▶ _Task item_:
If a line in the data has the string "HttpError", please show it.
· · ·
//! Satellite scene search against a STAC API.
//!
//! ```text
//!   ChunkJob ──► SearchRequest ──► POST {url}/search ──► ItemCollection
//!                                        ▲                     │
//!                                        └── rel="next" ◄──────┘
//! ```

use std::collections::BTreeMap;
use std::future::Future;

use chrono::{DateTime, Duration, NaiveDate, Utc};
use serde::{Deserialize, Serialize};
use serde_json::Value;
use thiserror::Error;
use tracing::{debug, warn};

use crate::grid::Extent;
use crate::http::{AsyncHttpClient, HttpError};

/// Public Element 84 Earth Search endpoint.
pub const DEFAULT_CATALOG_URL: &str = "https://earth-search.aws.element84.com/v1";

/// Sentinel-2 Level-2A collection 1.
pub const DEFAULT_COLLECTION: &str = "sentinel-2-c1-l2a";

/// Page size requested from the catalog.
pub const DEFAULT_SEARCH_LIMIT: usize = 400;

/// Hard stop on pagination in case a server keeps returning `next` links.
pub const MAX_SEARCH_PAGES: usize = 100;

/// Errors from catalog search.
#[derive(Debug, Clone, PartialEq, Error)]
pub enum CatalogError {
    #[error(transparent)]
    Http(#[from] HttpError),

    #[error("invalid catalog response: {0}")]
    Parse(String),
}

/// What a chunk needs from the catalog: scenes over a footprint in a date range.
#[derive(Debug, Clone, PartialEq)]
pub struct SceneQuery {
    pub footprint: Extent,
    /// `YYYY-MM-DD/YYYY-MM-DD`
    pub datetime: String,
}

/// A STAC item search body.
#[derive(Debug, Clone, PartialEq, Serialize)]
pub struct SearchRequest {
    pub intersects: Value,
    pub datetime: String,
    pub collections: Vec<String>,
    pub limit: usize,
}

/// One scene returned by the catalog, reduced to what loading needs.
#[derive(Debug, Clone, PartialEq, Serialize, Deserialize)]
pub struct Scene {
    pub id: String,
    pub datetime: DateTime<Utc>,
    /// Asset name (`red`, `scl`, ...) to URL.
    pub assets: BTreeMap<String, String>,
    pub cloud_cover: Option<f64>,
}

impl Scene {
    pub fn asset_href(&self, name: &str) -> Option<&str> {
        self.assets.get(name).map(String::as_str)
    }

    /// Local solar date at longitude `lon`: acquisition time shifted by
    /// `lon / 15` hours.
    pub fn solar_day(&self, lon: f64) -> NaiveDate {
        let offset = Duration::seconds((lon / 15.0 * 3600.0).round() as i64);
        (self.datetime + offset).date_naive()
    }
}

/// Searches for scenes intersecting a footprint and time range.
pub trait SceneCatalog: Send + Sync {
    fn search(
        &self,
        query: &SceneQuery,
    ) -> impl Future<Output = Result<Vec<Scene>, CatalogError>> + Send;
}

// =============================================================================
// STAC wire types
// =============================================================================

#[derive(Debug, Deserialize)]
struct ItemCollection {
    #[serde(default)]
    features: Vec<StacItem>,
    #[serde(default)]
    links: Vec<StacLink>,
}

#[derive(Debug, Deserialize)]
struct StacItem {
    id: String,
    properties: StacProperties,
    #[serde(default)]
    assets: BTreeMap<String, StacAsset>,
}

#[derive(Debug, Deserialize)]
struct StacProperties {
    datetime: Option<DateTime<Utc>>,
    #[serde(rename = "eo:cloud_cover")]
    cloud_cover: Option<f64>,
}

#[derive(Debug, Deserialize)]
struct StacAsset {
    href: String,
}

#[derive(Debug, Deserialize)]
struct StacLink {
    rel: String,
    href: String,
    #[serde(default)]
    method: Option<String>,
    #[serde(default)]
    body: Option<Value>,
    #[serde(default)]
    merge: bool,
}

impl StacItem {
    fn into_scene(self) -> Option<Scene> {
        let Some(datetime) = self.properties.datetime else {
            warn!(id = %self.id, "Skipping scene without datetime");
            return None;
        };
        Some(Scene {
            id: self.id,
            datetime,
            assets: self
                .assets
                .into_iter()
                .map(|(name, asset)| (name, asset.href))
                .collect(),
            cloud_cover: self.properties.cloud_cover,
        })
    }
}

// =============================================================================
// StacCatalog
// =============================================================================

/// STAC API client, generic over the HTTP client for testability.
pub struct StacCatalog<C: AsyncHttpClient> {
    client: C,
    url: String,
    collection: String,
    limit: usize,
    max_pages: usize,
}

impl<C: AsyncHttpClient> StacCatalog<C> {
    pub fn new(client: C, url: impl Into<String>, collection: impl Into<String>) -> Self {
        Self {
            client,
            url: url.into().trim_end_matches('/').to_string(),
            collection: collection.into(),
            limit: DEFAULT_SEARCH_LIMIT,
            max_pages: MAX_SEARCH_PAGES,
        }
    }

    pub fn with_limit(mut self, limit: usize) -> Self {
        self.limit = limit.max(1);
        self
    }

    pub fn with_max_pages(mut self, max_pages: usize) -> Self {
        self.max_pages = max_pages.max(1);
        self
    }

    pub fn search_url(&self) -> String {
        format!("{}/search", self.url)
    }

    /// Builds the request for a footprint and `YYYY-MM-DD/YYYY-MM-DD` range.
    pub fn request(&self, intersects: Value, datetime: impl Into<String>) -> SearchRequest {
        SearchRequest {
            intersects,
            datetime: datetime.into(),
            collections: vec![self.collection.clone()],
            limit: self.limit,
        }
    }
}

fn parse_page(bytes: &[u8]) -> Result<ItemCollection, CatalogError> {
    serde_json::from_slice(bytes).map_err(|e| CatalogError::Parse(e.to_string()))
}

/// Where the next page comes from.
enum NextPage {
    Get(String),
    Post(String, Value),
}

fn next_page(links: Vec<StacLink>, previous_body: &Value) -> Option<NextPage> {
    let link = links.into_iter().find(|l| l.rel == "next")?;
    let is_post = link
        .method
        .as_deref()
        .is_some_and(|m| m.eq_ignore_ascii_case("POST"));
    if !is_post {
        return Some(NextPage::Get(link.href));
    }

    let body = match (link.body, link.merge) {
        (Some(Value::Object(extra)), true) => {
            let mut merged = previous_body.clone();
            if let Value::Object(map) = &mut merged {
                map.extend(extra);
            }
            merged
        }
        (Some(body), _) => body,
        (None, _) => previous_body.clone(),
    };
    Some(NextPage::Post(link.href, body))
}

impl<C: AsyncHttpClient> SceneCatalog for StacCatalog<C> {
    async fn search(&self, query: &SceneQuery) -> Result<Vec<Scene>, CatalogError> {
        let request = self.request(query.footprint.to_geojson(), query.datetime.as_str());
        let mut body =
            serde_json::to_value(&request).map_err(|e| CatalogError::Parse(e.to_string()))?;
        let mut page = parse_page(&self.client.post_json(&self.search_url(), &body).await?)?;
        let mut scenes = Vec::new();
        let mut pages = 0;

        loop {
            pages += 1;
            let count = page.features.len();
            scenes.extend(page.features.into_iter().filter_map(StacItem::into_scene));
            debug!(page = pages, items = count, "Catalog page received");

            // An empty page ends the search even if the server links onward.
            if count == 0 {
                break;
            }
            let Some(next) = next_page(page.links, &body) else {
                break;
            };
            if pages >= self.max_pages {
                warn!(
                    datetime = %request.datetime,
                    pages = pages,
                    scenes = scenes.len(),
                    "Catalog search truncated at the page limit"
                );
                break;
            }
            page = match next {
                NextPage::Get(href) => parse_page(&self.client.get(&href).await?)?,
                NextPage::Post(href, next_body) => {
                    let bytes = self.client.post_json(&href, &next_body).await?;
                    body = next_body;
                    parse_page(&bytes)?
                }
            };
        }

        debug!(
            datetime = %request.datetime,
            scenes = scenes.len(),
            "Catalog search complete"
        );
        Ok(scenes)
    }
}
· · ·
▶ _Result_:
use crate::http::{AsyncHttpClient, HttpError};
    Http(#[from] HttpError),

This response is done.